Op-Ed: Durban’s ‘CCTV camera’ towers – all is not as it seems

Op-Ed: Durban’s ‘CCTV camera’ towers – all is not as it seems

It has taken more than a year for Durbanites – who started asking questions in August 2016 about the huge concrete poles being built all over the city that bore an uncanny resemblance to cellphone towers – to realise that a huge scam was being perpetrated, quite literally on their doorsteps. By NIKI MOORE.

When concerned members of the public asked their local councillors what was going on, city spokesperson Thozi Mthethwa assured residents that they had nothing to worry about.

These are structures to carry CCTV camera towers,” she said in a statement that was widely publicised in newspapers at the time. “This is part of Durban’s commitment to being a safe city. The cameras are extremely high-definition, and will be monitored 24/7.”

There was no mention of cell masts… after all, it is well known that before a cell mast can go up, the public needs to be informed and a whole complicated process of permissions has to take place. And no-one could have believed that the city could deliberately be lying to them.

Head of Disaster Management, Vincent Ngubane, attended several residents’ meetings around the city where residents raised the fear that these new structures looked uncommonly like cell masts. But Ngubane laughed off this concern… there was no question that these were cell masts, he said.
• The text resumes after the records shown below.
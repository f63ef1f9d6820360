//! Symbol and price-string helpers.

/// Normalise user input into an exchange symbol: uppercase ASCII
/// alphanumerics only ("btc-usdt " becomes "BTCUSDT").
pub fn sanitize_symbol(input: &str) -> String {
    input
        .chars()
        .filter(|c| c.is_ascii_alphanumeric())
        .map(|c| c.to_ascii_uppercase())
        .collect()
}

/// Human-readable pair name ("BTCUSDT" becomes "BTC/USDT").
pub fn display_pair(symbol: &str) -> String {
    match symbol.strip_suffix("USDT") {
        Some(base) if !base.is_empty() => format!("{base}/USDT"),
        _ => symbol.to_string(),
    }
}

/// Parse a price level as produced by the analysis service, e.g. `"$1,234.50"`.
///
/// Returns `None` for placeholders such as `"N/A"`, empty strings and
/// non-finite values.
pub fn parse_price(raw: &str) -> Option<f64> {
    let cleaned: String = raw
        .trim()
        .chars()
        .filter(|c| !matches!(c, '$' | ',' | ' '))
        .collect();
    if cleaned.is_empty() {
        return None;
    }
    cleaned.parse::<f64>().ok().filter(|p| p.is_finite())
}

/// Format a price the way levels are quoted in analysis results (`$X.XX`).
pub fn format_price(price: f64) -> String {
    format!("${price:.2}")
}

#[cfg(test)]
mod tests {
    use super::*;

    #[test]
    fn test_sanitize_symbol() {
        assert_eq!(sanitize_symbol(" btc-usdt "), "BTCUSDT");
        assert_eq!(sanitize_symbol("eth/usdt"), "ETHUSDT");
        assert_eq!(sanitize_symbol("$$$"), "");
    }

    #[test]
    fn test_display_pair() {
        assert_eq!(display_pair("BTCUSDT"), "BTC/USDT");
        assert_eq!(display_pair("ETHBTC"), "ETHBTC");
        assert_eq!(display_pair("USDT"), "USDT");
    }

    #[test]
    fn test_parse_price_formats() {
        assert_eq!(parse_price("$1,234.50"), Some(1234.5));
        assert_eq!(parse_price("  100 "), Some(100.0));
        assert_eq!(parse_price("0.00042"), Some(0.00042));
    }

    #[test]
    fn test_parse_price_rejects_placeholders() {
        assert_eq!(parse_price("N/A"), None);
        assert_eq!(parse_price(""), None);
        assert_eq!(parse_price("$"), None);
        assert_eq!(parse_price("inf"), None);
        assert_eq!(parse_price("NaN"), None);
    }

    #[test]
    fn test_format_price() {
        assert_eq!(format_price(100.1), "$100.10");
        assert_eq!(format_price(99.999), "$100.00");
    }
}
//! Trade-signal analysis for alertchart.
//!
//! An [`AnalysisService`] turns a window of candles into an
//! [`AnalysisResult`] carrying entry / take-profit / stop-loss strings, a
//! sentiment label and optional trendline drawings.
//!
//! - [`RemoteAnalyzer`] posts to a hosted analysis function.
//! - [`HeuristicAnalyzer`] computes a simple signal from the last candle,
//!   for offline runs.

pub mod error;
pub mod heuristic;
pub mod parse;
pub mod remote;
pub mod types;

pub use alertchart_config::AnalysisMode;
pub use error::AnalysisError;
pub use heuristic::HeuristicAnalyzer;
pub use parse::parse_result;
pub use remote::RemoteAnalyzer;
pub use types::{AnalysisRequest, AnalysisResult, ChartPoint, DrawingSpec, PointSpec};

use async_trait::async_trait;

/// Anything that can produce a trade signal from candles.
#[async_trait]
pub trait AnalysisService: Send + Sync {
    /// Short name used in logs.
    fn name(&self) -> &str;

    async fn analyze(&self, request: &AnalysisRequest) -> Result<AnalysisResult, AnalysisError>;
}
But what Durban did, in fact, get, was a slew of cell masts across the city, fitted with MTN antennae, in defiance of city planning, real estate, roads, health and safety, and treasury. There was none of the required public participation process, and what stuns most people is just how many towers there are, and how fast they went up. And not a CCTV camera in sight. These masts were built on pavements, in parks, on traffic islands, next door to schools, next to highways, on empty lots. No-one in the vicinity of the masts were consulted at any stage. According to most residents, the trucks simply arrived and the mast went up. The client was always MTN.

Local community papers picked up the issue, asking in article after article how this had been allowed to happen. Questions to the city were ignored. Instead of coming clean, and admitting that some nimble footwork had been performed by city officials, the Metro went on lock-down instead, seemingly instructing staff to lie to the public, telling contractors to remove their branding from vehicles, and adhering to the fiction that these were “camera poles”.
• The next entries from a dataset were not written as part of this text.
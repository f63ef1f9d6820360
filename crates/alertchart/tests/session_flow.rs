//! End-to-end dashboard flows without network access.

use std::collections::HashMap;

use alertchart::overlay::{LayerName, OverlayStyle, RecordingSurface};
use alertchart::runner::{self, monitor_file};
use alertchart::{
    BackgroundMessage, Command, Dashboard, DashboardEvent, DashboardSettings, SessionHandle,
    SessionStatus,
};
use alertchart_analysis::{AnalysisResult, HeuristicAnalyzer};
use alertchart_core::{Candle, Direction, LevelKind, Timeframe};
use alertchart_trigger::{
    AlertRecord, AlertStore, HistoryStore, MemoryStore, NotificationStore, TriggerState,
};

const DAY: i64 = 86_400;

type TestDashboard = Dashboard<MemoryStore, RecordingSurface>;

fn dashboard() -> TestDashboard {
    Dashboard::new(
        DashboardSettings::default(),
        OverlayStyle::default(),
        MemoryStore::new(),
        RecordingSurface::new(),
    )
}

fn history(last_close: f64) -> Vec<Candle> {
    (0..10)
        .map(|i| {
            let close = last_close - (9 - i) as f64 * 0.5;
            Candle::new(i * DAY, close - 0.25, close + 1.0, close - 1.0, close, 10.0)
        })
        .collect()
}

fn tick(day: i64, close: f64) -> BackgroundMessage {
    BackgroundMessage::LiveCandle {
        candle: Candle::new(day * DAY, close, close, close, close, 1.0),
        is_closed: false,
    }
}

fn long_signal() -> AnalysisResult {
    AnalysisResult {
        description: "Breakout above resistance".to_string(),
        entry_price: "$100.00".to_string(),
        take_profit: "$110.00".to_string(),
        stop_loss: "$95.00".to_string(),
        sentiment: Some("Bullish".to_string()),
        ..AnalysisResult::default()
    }
}

fn toasts(events: &[DashboardEvent]) -> Vec<String> {
    events
        .iter()
        .filter_map(|e| match e {
            DashboardEvent::Toast(m) => Some(m.clone()),
            _ => None,
        })
        .collect()
}

/// Open a session and load history, returning the handle.
fn loaded(dash: &mut TestDashboard) -> SessionHandle {
    let handle = dash.open_session("btcusdt", Timeframe::Day1);
    dash.take_commands();
    assert!(dash.handle_message(handle.tag(BackgroundMessage::HistoryLoaded(history(97.0)))));
    handle
}

#[test]
fn test_open_session_requests_history_and_stream() {
    let mut dash = dashboard();
    let handle = dash.open_session("btc-usdt", Timeframe::Hour1);

    assert_eq!(handle.symbol(), "BTCUSDT");
    assert_eq!(dash.status(), Some(&SessionStatus::Loading));
    let commands = dash.take_commands();
    assert!(matches!(&commands[0], Command::FetchHistory(h) if h == &handle));
    assert!(matches!(&commands[1], Command::Subscribe(h) if h == &handle));
}

#[test]
fn test_ticks_before_history_keep_only_latest() {
    let mut dash = dashboard();
    let handle = dash.open_session("BTCUSDT", Timeframe::Day1);

    dash.handle_message(handle.tag(tick(9, 96.0)));
    dash.handle_message(handle.tag(tick(9, 98.5)));
    assert_eq!(dash.pending_tick().map(|c| c.close), Some(98.5));
    assert!(dash.candles().is_empty());

    dash.handle_message(handle.tag(BackgroundMessage::HistoryLoaded(history(97.0))));
    assert!(dash.pending_tick().is_none());
    assert_eq!(dash.candles().len(), 10);
    assert_eq!(dash.candles().last().map(|c| c.close), Some(98.5));
    assert_eq!(dash.surface().candles().last().map(|c| c.close), Some(98.5));

    // History done: an analysis of the loaded window is requested
    let commands = dash.take_commands();
    assert!(commands.iter().any(|c| matches!(c,
        Command::Analyze { request, .. } if request.candles.len() == 10 && request.symbol == "BTCUSDT")));
}

#[test]
fn test_long_trade_fires_entry_then_take_profit() {
    let mut dash = dashboard();
    let handle = loaded(&mut dash);

    dash.handle_message(handle.tag(BackgroundMessage::AnalysisReady(long_signal())));
    let hypothesis = dash.hypothesis().unwrap();
    assert_eq!(hypothesis.direction, Direction::Long);
    assert_eq!(hypothesis.anchor_time, 9 * DAY);
    assert_eq!(dash.overlay().layers().len(), 7);
    assert_eq!(dash.store().history("local", 10).unwrap().len(), 1);
    dash.drain_events();

    for (day, close) in [(10, 98.0), (11, 101.0), (12, 103.0), (13, 111.0)] {
        dash.handle_message(handle.tag(tick(day, close)));
    }

    let shown = toasts(&dash.drain_events());
    assert_eq!(
        shown,
        vec![
            "BTC/USDT has crossed the Entry Price at 100.".to_string(),
            "BTC/USDT has reached the Take Profit level at 110.".to_string(),
        ]
    );
    assert!(matches!(
        dash.trigger_state(),
        Some(TriggerState::Closed { exit: LevelKind::TakeProfit, trade_end_time, .. }) if trade_end_time == 13 * DAY
    ));

    let persisted = dash.store().notifications("local", 20).unwrap();
    assert_eq!(persisted.len(), 2);
    let alert = &dash.store().alerts()[0];
    assert!(alert.is_entered);
    assert!(!alert.is_active);

    // Lines stop at the closing tick even as more ticks arrive
    dash.handle_message(handle.tag(tick(14, 120.0)));
    let tp_line = dash.overlay().layers().get(LayerName::TpLine).unwrap();
    let points = &dash.surface().series(tp_line).unwrap().points;
    assert_eq!(points.first().map(|p| p.time), Some(9 * DAY));
    assert_eq!(points.last().map(|p| p.time), Some(13 * DAY));
    assert!(toasts(&dash.drain_events()).is_empty());
}

#[test]
fn test_open_trade_extends_past_latest_tick() {
    let mut dash = dashboard();
    let handle = loaded(&mut dash);
    dash.handle_message(handle.tag(BackgroundMessage::AnalysisReady(long_signal())));

    dash.handle_message(handle.tag(tick(10, 98.0)));
    dash.handle_message(handle.tag(tick(11, 101.0)));

    let entry_line = dash.overlay().layers().get(LayerName::EntryLine).unwrap();
    let points = &dash.surface().series(entry_line).unwrap().points;
    assert_eq!(points.last().map(|p| p.time), Some(21 * DAY));
}

#[test]
fn test_stale_messages_are_dropped() {
    let mut dash = dashboard();
    let old = dash.open_session("BTCUSDT", Timeframe::Day1);
    let new = dash.open_session("ETHUSDT", Timeframe::Day1);
    assert!(new.generation() > old.generation());

    let commands = dash.take_commands();
    assert!(commands.iter().any(|c| matches!(c, Command::Unsubscribe)));

    assert!(!dash.handle_message(old.tag(BackgroundMessage::HistoryLoaded(history(97.0)))));
    assert!(!dash.handle_message(old.tag(BackgroundMessage::AnalysisReady(long_signal()))));
    assert!(dash.candles().is_empty());
    assert!(dash.hypothesis().is_none());
    assert_eq!(dash.status(), Some(&SessionStatus::Loading));

    assert!(!dash.close_session(&old));
    assert!(dash.close_session(&new));
    assert!(dash.handle().is_none());
}

#[test]
fn test_switching_symbol_drops_armed_overlay() {
    let mut dash = dashboard();
    let old = loaded(&mut dash);
    dash.handle_message(old.tag(BackgroundMessage::AnalysisReady(long_signal())));
    assert_eq!(dash.surface().series_count(), 7);

    let new = dash.open_session("ETHUSDT", Timeframe::Day1);
    assert_eq!(dash.surface().series_count(), 0);
    assert!(dash.hypothesis().is_none());
    dash.drain_events();

    // A late tick from the old stream must not reach the new session
    assert!(!dash.handle_message(old.tag(tick(10, 101.0))));
    assert!(dash.pending_tick().is_none());

    dash.handle_message(new.tag(BackgroundMessage::HistoryLoaded(history(97.0))));
    assert!(dash.hypothesis().is_none());
    assert!(dash.trigger_state().is_none());
    assert_eq!(dash.surface().series_count(), 0);
    assert!(toasts(&dash.drain_events()).is_empty());
}

#[test]
fn test_switching_interval_drops_armed_overlay() {
    let mut dash = dashboard();
    let old = loaded(&mut dash);
    dash.handle_message(old.tag(BackgroundMessage::AnalysisReady(long_signal())));

    let new = dash.open_session("BTCUSDT", Timeframe::Hour1);
    assert_eq!(new.symbol(), old.symbol());
    assert_eq!(dash.surface().series_count(), 0);
    assert!(!dash.handle_message(old.tag(tick(10, 101.0))));
    assert!(dash.hypothesis().is_none());
}

#[test]
fn test_failed_history_applies_buffered_tick() {
    let mut dash = dashboard();
    let handle = dash.open_session("BTCUSDT", Timeframe::Day1);
    dash.take_commands();

    dash.handle_message(handle.tag(tick(9, 98.0)));
    assert!(dash.pending_tick().is_some());

    dash.handle_message(handle.tag(BackgroundMessage::HistoryFailed("down".to_string())));
    assert!(dash.pending_tick().is_none());
    assert_eq!(dash.candles().len(), 1);
    assert_eq!(dash.candles()[0].close, 98.0);
    assert_eq!(dash.status(), Some(&SessionStatus::Ready));
    assert_eq!(dash.surface().candles().last().map(|c| c.close), Some(98.0));
}

#[test]
fn test_empty_history_enters_no_data() {
    let mut dash = dashboard();
    let handle = dash.open_session("BTCUSDT", Timeframe::Day1);
    dash.take_commands();

    dash.handle_message(handle.tag(BackgroundMessage::HistoryLoaded(Vec::new())));
    assert!(matches!(dash.status(), Some(SessionStatus::NoData(_))));
    assert!(dash.take_commands().is_empty());
    assert_eq!(dash.surface().series_count(), 0);
    assert!(dash
        .drain_events()
        .iter()
        .any(|e| matches!(e, DashboardEvent::NoData { .. })));
}

#[test]
fn test_failed_analysis_keeps_armed_signal() {
    let mut dash = dashboard();
    let handle = loaded(&mut dash);
    dash.handle_message(handle.tag(BackgroundMessage::AnalysisReady(long_signal())));
    dash.drain_events();

    dash.handle_message(handle.tag(BackgroundMessage::AnalysisFailed("HTTP 500".to_string())));
    assert!(dash.hypothesis().is_some());
    assert_eq!(dash.overlay().layers().len(), 7);
    assert_eq!(toasts(&dash.drain_events()), vec!["Analysis failed: HTTP 500".to_string()]);
}

#[test]
fn test_new_analysis_replaces_signal_and_retires_alert() {
    let mut dash = dashboard();
    let handle = loaded(&mut dash);
    dash.handle_message(handle.tag(BackgroundMessage::AnalysisReady(long_signal())));
    let first = dash.alert_id().unwrap();

    let short = AnalysisResult {
        entry_price: "$95.00".to_string(),
        take_profit: "$85.00".to_string(),
        stop_loss: "$99.00".to_string(),
        sentiment: Some("Bearish".to_string()),
        ..AnalysisResult::default()
    };
    dash.handle_message(handle.tag(BackgroundMessage::AnalysisReady(short)));

    assert_eq!(dash.hypothesis().map(|h| h.direction), Some(Direction::Short));
    assert_ne!(dash.alert_id(), Some(first));
    let active = dash.store().active_alerts().unwrap();
    assert_eq!(active.len(), 1);
    assert!(!active[0].is_long);
    assert_eq!(dash.surface().series_count(), 7);
}

#[test]
fn test_ambiguous_signal_is_refused() {
    let mut dash = dashboard();
    let handle = loaded(&mut dash);
    dash.drain_events();

    let ambiguous = AnalysisResult {
        entry_price: "$100.00".to_string(),
        take_profit: "$90.00".to_string(),
        stop_loss: "$95.00".to_string(),
        sentiment: Some("Ranging/Neutral".to_string()),
        ..AnalysisResult::default()
    };
    dash.handle_message(handle.tag(BackgroundMessage::AnalysisReady(ambiguous)));

    assert!(dash.hypothesis().is_none());
    assert_eq!(dash.surface().series_count(), 0);
    let shown = toasts(&dash.drain_events());
    assert_eq!(shown.len(), 1);
    assert!(shown[0].contains("long or short"));
}

#[test]
fn test_malformed_stop_loss_only_disables_its_branch() {
    let mut dash = dashboard();
    let handle = loaded(&mut dash);
    let signal = AnalysisResult {
        stop_loss: "N/A".to_string(),
        ..long_signal()
    };
    dash.handle_message(handle.tag(BackgroundMessage::AnalysisReady(signal)));
    assert!(!dash.overlay().layers().contains(LayerName::SlLine));
    dash.drain_events();

    for (day, close) in [(10, 98.0), (11, 101.0), (12, 50.0)] {
        dash.handle_message(handle.tag(tick(day, close)));
    }
    assert!(matches!(dash.trigger_state(), Some(TriggerState::InTrade { .. })));
    assert_eq!(toasts(&dash.drain_events()).len(), 1);
}

#[test]
fn test_connection_status_tracking() {
    let mut dash = dashboard();
    let handle = loaded(&mut dash);
    dash.drain_events();

    dash.handle_message(handle.tag(BackgroundMessage::ConnectionStatus(true)));
    assert!(dash.stream_connected());
    dash.handle_message(handle.tag(BackgroundMessage::StreamError("reset".to_string())));
    assert!(!dash.stream_connected());

    let events = dash.drain_events();
    assert_eq!(
        events,
        vec![
            DashboardEvent::ConnectionChanged(true),
            DashboardEvent::ConnectionChanged(false)
        ]
    );
}

#[tokio::test]
async fn test_replay_with_heuristic_analyzer() {
    let mut candles: Vec<Candle> = (0..5)
        .map(|i| {
            let close = 98.0 + i as f64 * 0.5;
            Candle::new(i * DAY, close - 0.5, close + 0.5, close - 1.0, close, 1.0)
        })
        .collect();
    for (i, close) in [99.9, 100.5, 102.5].into_iter().enumerate() {
        candles.push(Candle::new((5 + i as i64) * DAY, close, close, close, close, 1.0));
    }

    let mut dash = dashboard();
    let summary = runner::replay(
        &mut dash,
        "BTCUSDT",
        Timeframe::Day1,
        candles,
        5,
        &HeuristicAnalyzer::new(),
    )
    .await;

    assert_eq!(summary.history, 5);
    assert_eq!(summary.ticks, 3);
    assert_eq!(
        summary.messages,
        vec![
            "BTC/USDT has crossed the Entry Price at 100.1.".to_string(),
            "BTC/USDT has reached the Take Profit level at 102.".to_string(),
        ]
    );
    assert!(dash.handle().is_none());
    assert_eq!(dash.store().notifications("local", 20).unwrap().len(), 2);
}

#[tokio::test]
async fn test_monitor_file_updates_records() {
    let dir = tempfile::tempdir().unwrap();
    let path = dir.path().join("alerts.json");

    let mut store = MemoryStore::new();
    store
        .save_alert(AlertRecord {
            id: 0,
            user_id: "u1".to_string(),
            symbol: "BTCUSDT".to_string(),
            entry_price: Some(100.0),
            take_profit: Some(110.0),
            stop_loss: Some(95.0),
            is_long: true,
            is_entered: false,
            is_active: true,
        })
        .unwrap();
    store.save(&path).unwrap();

    let outcome = monitor_file(&path, |symbols| async move {
        assert_eq!(symbols, vec!["BTCUSDT".to_string()]);
        Ok(HashMap::from([("BTCUSDT".to_string(), 100.5)]))
    })
    .await
    .unwrap();
    assert_eq!(outcome.entered.len(), 1);

    let reloaded = MemoryStore::load(&path).unwrap();
    assert!(reloaded.alerts()[0].is_entered);
    assert_eq!(reloaded.unread_count("u1").unwrap(), 1);
}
At around that time, MTN’s head of technology, Giovanni Chiaperelli, went proudly on record, saying that their roll-out of hundreds of cell masts and antennae in Durban was a great success, and the rental from these masts would be of huge benefit to Durban’s fiscus.

Opposition parties in council are adamant that this deal has not gone through any committees or meetings, that treasury is not receiving this bonus, and that there is no record anywhere, at any time, of an “infrastructure sharing arrangement” with MTN. The whole thing seems to be a private arrangement between Disaster Management’s Vincent Ngubane and MTN.
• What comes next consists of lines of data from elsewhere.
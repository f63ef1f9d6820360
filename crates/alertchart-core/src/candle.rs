//! Candle data structures for OHLCV data.

/// OHLCV candle keyed by its open time in unix seconds.
#[derive(Debug, Clone, Copy, PartialEq)]
pub struct Candle {
    pub time: i64,
    pub open: f64,
    pub high: f64,
    pub low: f64,
    pub close: f64,
    pub volume: f64,
}

impl Candle {
    pub fn new(time: i64, open: f64, high: f64, low: f64, close: f64, volume: f64) -> Self {
        Self {
            time,
            open,
            high,
            low,
            close,
            volume,
        }
    }

    /// Candle with all four prices equal, used for synthetic ticks.
    pub fn flat(time: i64, price: f64) -> Self {
        Self::new(time, price, price, price, price, 0.0)
    }

    /// Whether the candle closed at or above its open.
    pub fn is_bullish(&self) -> bool {
        self.close >= self.open
    }
}

/// Trait for types that provide OHLCV data.
pub trait OHLCV {
    fn open(&self) -> f64;
    fn high(&self) -> f64;
    fn low(&self) -> f64;
    fn close(&self) -> f64;
    fn volume(&self) -> f64;
}

impl OHLCV for Candle {
    fn open(&self) -> f64 {
        self.open
    }

    fn high(&self) -> f64 {
        self.high
    }

    fn low(&self) -> f64 {
        self.low
    }

    fn close(&self) -> f64 {
        self.close
    }

    fn volume(&self) -> f64 {
        self.volume
    }
}
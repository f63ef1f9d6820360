//! Chart sessions and the dashboard that drives them.
//!
//! A session is one symbol and interval. Opening a new one bumps the
//! generation; results from background tasks carry the generation they
//! were started for, and anything from an older session is dropped.

mod dashboard;
mod sink;

pub use dashboard::{Dashboard, DashboardSettings};
pub use sink::StoreSink;
pub(crate) use sink::unix_now;

use std::fmt;

use alertchart_analysis::AnalysisResult;
use alertchart_core::{Candle, Timeframe};

/// Identifies one opened session.
#[derive(Debug, Clone, PartialEq, Eq, Hash)]
pub struct SessionHandle {
    generation: u64,
    symbol: String,
    interval: Timeframe,
}

impl SessionHandle {
    pub(crate) fn new(generation: u64, symbol: String, interval: Timeframe) -> Self {
        Self {
            generation,
            symbol,
            interval,
        }
    }

    pub fn generation(&self) -> u64 {
        self.generation
    }

    pub fn symbol(&self) -> &str {
        &self.symbol
    }

    pub fn interval(&self) -> Timeframe {
        self.interval
    }

    /// Wrap a background result for this session.
    pub fn tag(&self, message: BackgroundMessage) -> Envelope {
        Envelope {
            generation: self.generation,
            message,
        }
    }
}

impl fmt::Display for SessionHandle {
    fn fmt(&self, f: &mut fmt::Formatter<'_>) -> fmt::Result {
        write!(f, "{} {} #{}", self.symbol, self.interval, self.generation)
    }
}

/// Results sent from background tasks to the dashboard.
#[derive(Debug, Clone)]
pub enum BackgroundMessage {
    /// Historical candles fetched.
    HistoryLoaded(Vec<Candle>),
    HistoryFailed(String),
    /// Live candle update from the kline stream.
    LiveCandle { candle: Candle, is_closed: bool },
    /// Live stream connection status changed.
    ConnectionStatus(bool),
    /// A stream fault.
    StreamError(String),
    AnalysisReady(AnalysisResult),
    AnalysisFailed(String),
}

/// A [`BackgroundMessage`] tagged with the session generation it belongs to.
#[derive(Debug, Clone)]
pub struct Envelope {
    pub generation: u64,
    pub message: BackgroundMessage,
}

#[derive(Debug, Clone, PartialEq, Eq)]
pub enum SessionStatus {
    /// Waiting for history.
    Loading,
    Ready,
    /// History could not be loaded.
    NoData(String),
}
Deputy mayor Fawzia Peer also adhered to the assertion that these concrete towers were “camera poles” and that nothing untoward was happening. She replied in an interview that the “camera poles” had been built for the CCTV roll-out, and that the antennae were an afterthought. But a technical expert has shown that a cell mast and a camera pole are two very different things.

A camera pole is a light, short structure,” said Daniel Barbeau, a retired electronic engineer, “that should not be more than around 10m high – this gives a good view, and is suitable for maintenance of the camera. A cell mast, on the other hand, is a massively rigid and tall tower to prevent any movement of the antennae. Putting cameras on a cell mast does not really make sense, because it is difficult to maintain a camera that high. And whenever maintenance needs to be done, the antennae would need to be switched off. Sharing these two is really not a practical arrangement.”

Proof of this is the fact that most cell masts do not carry cameras, and in several cases a camera pole is situated right next to the cell tower.

Residents across Durban have gone on record in local publications, showing how masts have gone up without planning permission or a public participation process. A photograph shows the plan for a mast in Clare Road, Glenmore, with no municipal stamp. An official in the planning department said all city departments had been told to “back off” when they began to ask questions. Ngubane, apparently, told them to look the other way.

All questions to MTN were referred back to Ngubane, who was, according to the cell company, the points-man for the project.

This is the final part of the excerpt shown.